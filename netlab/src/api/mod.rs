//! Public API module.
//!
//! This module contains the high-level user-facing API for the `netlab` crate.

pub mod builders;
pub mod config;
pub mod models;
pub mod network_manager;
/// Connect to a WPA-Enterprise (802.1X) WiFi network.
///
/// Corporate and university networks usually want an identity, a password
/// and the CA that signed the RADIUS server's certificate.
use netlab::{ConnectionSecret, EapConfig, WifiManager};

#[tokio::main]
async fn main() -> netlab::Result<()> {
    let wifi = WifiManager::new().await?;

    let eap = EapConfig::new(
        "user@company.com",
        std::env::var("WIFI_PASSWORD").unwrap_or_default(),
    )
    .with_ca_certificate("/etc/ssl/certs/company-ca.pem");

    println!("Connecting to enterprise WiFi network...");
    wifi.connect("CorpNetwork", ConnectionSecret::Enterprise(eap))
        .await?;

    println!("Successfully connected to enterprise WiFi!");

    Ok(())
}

- - -

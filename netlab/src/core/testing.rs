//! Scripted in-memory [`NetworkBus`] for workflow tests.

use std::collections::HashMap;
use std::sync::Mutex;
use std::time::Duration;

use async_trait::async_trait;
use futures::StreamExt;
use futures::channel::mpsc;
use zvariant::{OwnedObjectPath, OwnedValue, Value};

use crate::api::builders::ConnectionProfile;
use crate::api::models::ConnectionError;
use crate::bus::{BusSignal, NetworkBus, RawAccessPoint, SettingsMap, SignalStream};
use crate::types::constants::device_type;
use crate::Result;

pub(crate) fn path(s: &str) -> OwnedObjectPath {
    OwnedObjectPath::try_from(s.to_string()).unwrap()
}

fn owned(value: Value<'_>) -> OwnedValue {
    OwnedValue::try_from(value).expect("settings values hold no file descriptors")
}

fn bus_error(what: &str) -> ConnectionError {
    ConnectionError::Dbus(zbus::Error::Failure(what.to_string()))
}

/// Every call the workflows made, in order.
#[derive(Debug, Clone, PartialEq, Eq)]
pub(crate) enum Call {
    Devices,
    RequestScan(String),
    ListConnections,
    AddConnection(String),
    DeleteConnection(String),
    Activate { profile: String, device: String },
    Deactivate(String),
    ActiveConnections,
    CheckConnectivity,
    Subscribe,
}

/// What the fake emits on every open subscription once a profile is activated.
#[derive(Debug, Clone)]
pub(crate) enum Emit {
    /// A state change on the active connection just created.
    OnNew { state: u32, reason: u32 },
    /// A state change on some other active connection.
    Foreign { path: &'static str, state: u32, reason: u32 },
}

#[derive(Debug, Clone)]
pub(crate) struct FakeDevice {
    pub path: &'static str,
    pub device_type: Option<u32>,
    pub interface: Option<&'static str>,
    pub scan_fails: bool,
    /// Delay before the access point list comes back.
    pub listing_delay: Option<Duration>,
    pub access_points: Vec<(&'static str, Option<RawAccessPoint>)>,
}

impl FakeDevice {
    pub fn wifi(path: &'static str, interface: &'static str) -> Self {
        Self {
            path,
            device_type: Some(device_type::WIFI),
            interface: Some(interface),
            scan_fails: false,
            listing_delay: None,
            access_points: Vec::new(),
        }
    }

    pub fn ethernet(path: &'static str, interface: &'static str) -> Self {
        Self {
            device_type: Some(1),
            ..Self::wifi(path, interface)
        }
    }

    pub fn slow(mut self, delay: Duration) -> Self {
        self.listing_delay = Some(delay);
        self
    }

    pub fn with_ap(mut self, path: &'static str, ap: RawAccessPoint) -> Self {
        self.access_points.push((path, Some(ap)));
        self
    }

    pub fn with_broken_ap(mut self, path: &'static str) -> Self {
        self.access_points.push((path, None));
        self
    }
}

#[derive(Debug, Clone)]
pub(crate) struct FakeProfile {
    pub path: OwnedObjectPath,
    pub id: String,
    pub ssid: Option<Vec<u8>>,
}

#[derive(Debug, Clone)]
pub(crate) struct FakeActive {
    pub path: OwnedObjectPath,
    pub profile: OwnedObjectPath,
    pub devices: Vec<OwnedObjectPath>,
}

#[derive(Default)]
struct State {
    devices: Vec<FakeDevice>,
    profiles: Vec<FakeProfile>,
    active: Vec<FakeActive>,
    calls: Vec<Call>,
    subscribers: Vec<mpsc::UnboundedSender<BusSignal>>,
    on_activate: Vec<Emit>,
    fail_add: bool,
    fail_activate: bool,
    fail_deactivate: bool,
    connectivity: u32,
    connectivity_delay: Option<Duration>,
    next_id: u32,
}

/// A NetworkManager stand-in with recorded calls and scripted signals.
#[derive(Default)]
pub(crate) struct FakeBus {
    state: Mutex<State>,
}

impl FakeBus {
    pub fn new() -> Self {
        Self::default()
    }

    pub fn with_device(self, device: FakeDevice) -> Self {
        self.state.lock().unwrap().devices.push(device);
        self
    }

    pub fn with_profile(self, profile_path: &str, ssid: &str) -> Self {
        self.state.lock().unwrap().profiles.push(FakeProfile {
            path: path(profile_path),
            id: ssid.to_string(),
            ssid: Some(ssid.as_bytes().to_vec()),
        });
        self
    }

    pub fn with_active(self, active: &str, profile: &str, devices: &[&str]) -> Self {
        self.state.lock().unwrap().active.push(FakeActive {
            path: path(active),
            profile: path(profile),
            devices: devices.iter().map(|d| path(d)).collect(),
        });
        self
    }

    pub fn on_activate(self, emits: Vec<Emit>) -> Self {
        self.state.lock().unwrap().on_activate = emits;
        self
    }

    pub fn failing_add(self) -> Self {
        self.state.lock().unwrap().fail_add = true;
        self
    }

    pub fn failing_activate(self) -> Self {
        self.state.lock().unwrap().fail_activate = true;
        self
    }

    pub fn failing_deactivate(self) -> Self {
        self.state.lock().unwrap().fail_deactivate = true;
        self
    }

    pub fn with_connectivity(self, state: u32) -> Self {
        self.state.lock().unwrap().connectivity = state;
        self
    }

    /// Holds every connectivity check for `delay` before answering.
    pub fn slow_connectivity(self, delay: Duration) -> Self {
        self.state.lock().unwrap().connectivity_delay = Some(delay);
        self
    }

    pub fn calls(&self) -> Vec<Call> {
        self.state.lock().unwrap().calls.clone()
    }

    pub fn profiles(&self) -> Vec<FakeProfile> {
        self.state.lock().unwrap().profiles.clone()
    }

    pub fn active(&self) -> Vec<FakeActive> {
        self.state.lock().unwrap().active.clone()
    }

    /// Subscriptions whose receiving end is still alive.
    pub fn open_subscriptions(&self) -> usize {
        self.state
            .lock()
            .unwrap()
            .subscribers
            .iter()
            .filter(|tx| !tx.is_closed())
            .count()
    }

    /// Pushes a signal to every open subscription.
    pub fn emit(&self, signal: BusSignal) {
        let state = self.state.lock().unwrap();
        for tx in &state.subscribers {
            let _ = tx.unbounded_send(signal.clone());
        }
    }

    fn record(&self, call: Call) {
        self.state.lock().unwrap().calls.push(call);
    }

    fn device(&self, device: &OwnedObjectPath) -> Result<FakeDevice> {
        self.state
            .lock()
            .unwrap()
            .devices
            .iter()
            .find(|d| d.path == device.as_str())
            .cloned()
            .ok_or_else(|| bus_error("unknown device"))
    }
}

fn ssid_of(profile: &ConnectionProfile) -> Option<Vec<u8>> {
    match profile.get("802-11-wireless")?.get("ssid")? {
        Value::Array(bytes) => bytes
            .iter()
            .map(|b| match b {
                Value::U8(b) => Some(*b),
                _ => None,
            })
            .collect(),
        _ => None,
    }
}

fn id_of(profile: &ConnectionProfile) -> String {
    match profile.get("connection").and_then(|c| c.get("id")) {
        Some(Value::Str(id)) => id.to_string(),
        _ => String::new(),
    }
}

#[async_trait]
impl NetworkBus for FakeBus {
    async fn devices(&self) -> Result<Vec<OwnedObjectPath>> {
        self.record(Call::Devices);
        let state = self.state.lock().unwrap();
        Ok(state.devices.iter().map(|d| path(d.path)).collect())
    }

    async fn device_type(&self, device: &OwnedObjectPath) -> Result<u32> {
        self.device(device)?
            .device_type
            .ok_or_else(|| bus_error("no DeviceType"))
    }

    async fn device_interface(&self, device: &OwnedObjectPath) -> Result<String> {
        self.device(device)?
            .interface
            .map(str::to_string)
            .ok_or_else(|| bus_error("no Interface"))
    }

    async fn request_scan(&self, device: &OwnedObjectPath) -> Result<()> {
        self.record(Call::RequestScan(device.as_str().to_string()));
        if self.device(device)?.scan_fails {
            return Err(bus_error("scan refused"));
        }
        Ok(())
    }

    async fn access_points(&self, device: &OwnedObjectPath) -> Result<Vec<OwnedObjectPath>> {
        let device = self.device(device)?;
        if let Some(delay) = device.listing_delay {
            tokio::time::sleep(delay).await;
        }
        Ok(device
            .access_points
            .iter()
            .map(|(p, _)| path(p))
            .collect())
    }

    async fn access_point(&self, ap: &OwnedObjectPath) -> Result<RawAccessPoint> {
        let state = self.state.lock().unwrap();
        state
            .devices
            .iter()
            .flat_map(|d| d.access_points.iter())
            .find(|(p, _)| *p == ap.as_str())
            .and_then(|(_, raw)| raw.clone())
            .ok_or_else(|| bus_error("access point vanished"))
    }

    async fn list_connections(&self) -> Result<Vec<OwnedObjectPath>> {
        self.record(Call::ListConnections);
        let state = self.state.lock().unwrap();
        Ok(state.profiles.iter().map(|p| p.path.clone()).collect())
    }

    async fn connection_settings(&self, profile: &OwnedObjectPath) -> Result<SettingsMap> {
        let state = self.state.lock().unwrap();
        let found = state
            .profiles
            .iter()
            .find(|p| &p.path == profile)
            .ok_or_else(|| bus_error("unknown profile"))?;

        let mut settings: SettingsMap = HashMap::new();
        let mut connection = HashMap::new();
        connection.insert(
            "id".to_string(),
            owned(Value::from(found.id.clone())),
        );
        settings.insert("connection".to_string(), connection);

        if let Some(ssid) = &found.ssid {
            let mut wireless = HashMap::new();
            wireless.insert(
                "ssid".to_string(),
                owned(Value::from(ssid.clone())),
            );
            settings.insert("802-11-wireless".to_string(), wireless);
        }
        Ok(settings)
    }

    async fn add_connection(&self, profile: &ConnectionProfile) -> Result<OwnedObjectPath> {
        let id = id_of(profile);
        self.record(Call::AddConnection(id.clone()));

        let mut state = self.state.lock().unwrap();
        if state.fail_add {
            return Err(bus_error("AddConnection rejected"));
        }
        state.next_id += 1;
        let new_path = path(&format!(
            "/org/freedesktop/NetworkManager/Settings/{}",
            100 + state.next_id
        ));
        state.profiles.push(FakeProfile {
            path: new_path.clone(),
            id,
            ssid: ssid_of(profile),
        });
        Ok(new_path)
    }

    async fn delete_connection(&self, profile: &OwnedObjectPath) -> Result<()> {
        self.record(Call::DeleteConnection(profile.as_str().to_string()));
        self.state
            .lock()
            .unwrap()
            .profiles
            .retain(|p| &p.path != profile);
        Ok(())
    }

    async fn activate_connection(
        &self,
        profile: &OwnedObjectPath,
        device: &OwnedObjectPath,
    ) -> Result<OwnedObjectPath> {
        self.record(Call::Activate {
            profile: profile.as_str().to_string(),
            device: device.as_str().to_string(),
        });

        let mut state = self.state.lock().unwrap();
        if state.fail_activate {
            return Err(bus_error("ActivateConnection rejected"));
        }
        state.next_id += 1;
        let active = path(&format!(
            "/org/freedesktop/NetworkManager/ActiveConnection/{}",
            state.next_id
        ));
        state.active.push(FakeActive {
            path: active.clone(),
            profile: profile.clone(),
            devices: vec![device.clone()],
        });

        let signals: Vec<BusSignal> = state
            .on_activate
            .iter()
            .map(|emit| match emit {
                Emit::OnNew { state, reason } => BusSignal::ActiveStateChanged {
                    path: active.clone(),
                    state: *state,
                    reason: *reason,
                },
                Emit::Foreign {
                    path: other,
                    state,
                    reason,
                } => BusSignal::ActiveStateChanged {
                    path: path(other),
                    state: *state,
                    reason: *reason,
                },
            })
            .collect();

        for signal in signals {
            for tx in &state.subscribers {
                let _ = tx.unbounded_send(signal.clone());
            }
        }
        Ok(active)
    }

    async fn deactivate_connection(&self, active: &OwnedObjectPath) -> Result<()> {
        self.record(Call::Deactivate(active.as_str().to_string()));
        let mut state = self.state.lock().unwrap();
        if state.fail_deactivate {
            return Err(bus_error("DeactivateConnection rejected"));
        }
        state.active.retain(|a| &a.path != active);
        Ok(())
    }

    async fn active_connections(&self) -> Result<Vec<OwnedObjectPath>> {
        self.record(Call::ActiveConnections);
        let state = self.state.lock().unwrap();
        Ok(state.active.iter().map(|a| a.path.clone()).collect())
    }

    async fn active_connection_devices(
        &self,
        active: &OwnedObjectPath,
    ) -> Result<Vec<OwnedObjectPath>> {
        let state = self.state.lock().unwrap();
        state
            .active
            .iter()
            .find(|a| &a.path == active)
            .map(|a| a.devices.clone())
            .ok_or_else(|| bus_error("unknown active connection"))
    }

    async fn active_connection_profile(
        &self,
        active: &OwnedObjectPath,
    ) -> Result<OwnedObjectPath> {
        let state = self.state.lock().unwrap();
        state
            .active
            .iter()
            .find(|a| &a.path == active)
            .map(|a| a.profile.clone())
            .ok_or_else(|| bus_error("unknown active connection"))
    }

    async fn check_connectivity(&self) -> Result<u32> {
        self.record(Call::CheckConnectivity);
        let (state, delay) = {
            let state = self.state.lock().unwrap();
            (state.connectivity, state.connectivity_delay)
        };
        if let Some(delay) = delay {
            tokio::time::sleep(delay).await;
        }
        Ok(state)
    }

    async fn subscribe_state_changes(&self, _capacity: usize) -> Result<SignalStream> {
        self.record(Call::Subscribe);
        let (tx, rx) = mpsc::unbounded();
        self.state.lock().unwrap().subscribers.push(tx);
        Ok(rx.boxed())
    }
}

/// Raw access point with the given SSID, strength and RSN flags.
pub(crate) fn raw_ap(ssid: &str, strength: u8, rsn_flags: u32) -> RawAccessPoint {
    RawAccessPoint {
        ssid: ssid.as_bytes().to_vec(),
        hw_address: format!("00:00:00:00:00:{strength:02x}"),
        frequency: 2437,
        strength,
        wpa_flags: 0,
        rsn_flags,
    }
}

- - -

◆ Exercise description:
Reproduce verbatim the lines above, from the line with "every open subscription." through the line with "async fn request_scan(&self, device: &OwnedObjectPath)".

◆ Solved problem:
    /// Pushes a signal to every open subscription.
    pub fn emit(&self, signal: BusSignal) {
        let state = self.state.lock().unwrap();
        for tx in &state.subscribers {
            let _ = tx.unbounded_send(signal.clone());
        }
    }

    fn record(&self, call: Call) {
        self.state.lock().unwrap().calls.push(call);
    }

    fn device(&self, device: &OwnedObjectPath) -> Result<FakeDevice> {
        self.state
            .lock()
            .unwrap()
            .devices
            .iter()
            .find(|d| d.path == device.as_str())
            .cloned()
            .ok_or_else(|| bus_error("unknown device"))
    }
}

fn ssid_of(profile: &ConnectionProfile) -> Option<Vec<u8>> {
    match profile.get("802-11-wireless")?.get("ssid")? {
        Value::Array(bytes) => bytes
            .iter()
            .map(|b| match b {
                Value::U8(b) => Some(*b),
                _ => None,
            })
            .collect(),
        _ => None,
    }
}

fn id_of(profile: &ConnectionProfile) -> String {
    match profile.get("connection").and_then(|c| c.get("id")) {
        Some(Value::Str(id)) => id.to_string(),
        _ => String::new(),
    }
}

#[async_trait]
impl NetworkBus for FakeBus {
    async fn devices(&self) -> Result<Vec<OwnedObjectPath>> {
        self.record(Call::Devices);
        let state = self.state.lock().unwrap();
        Ok(state.devices.iter().map(|d| path(d.path)).collect())
    }

    async fn device_type(&self, device: &OwnedObjectPath) -> Result<u32> {
        self.device(device)?
            .device_type
            .ok_or_else(|| bus_error("no DeviceType"))
    }

    async fn device_interface(&self, device: &OwnedObjectPath) -> Result<String> {
        self.device(device)?
            .interface
            .map(str::to_string)
            .ok_or_else(|| bus_error("no Interface"))
    }

    async fn request_scan(&self, device: &OwnedObjectPath) -> Result<()> {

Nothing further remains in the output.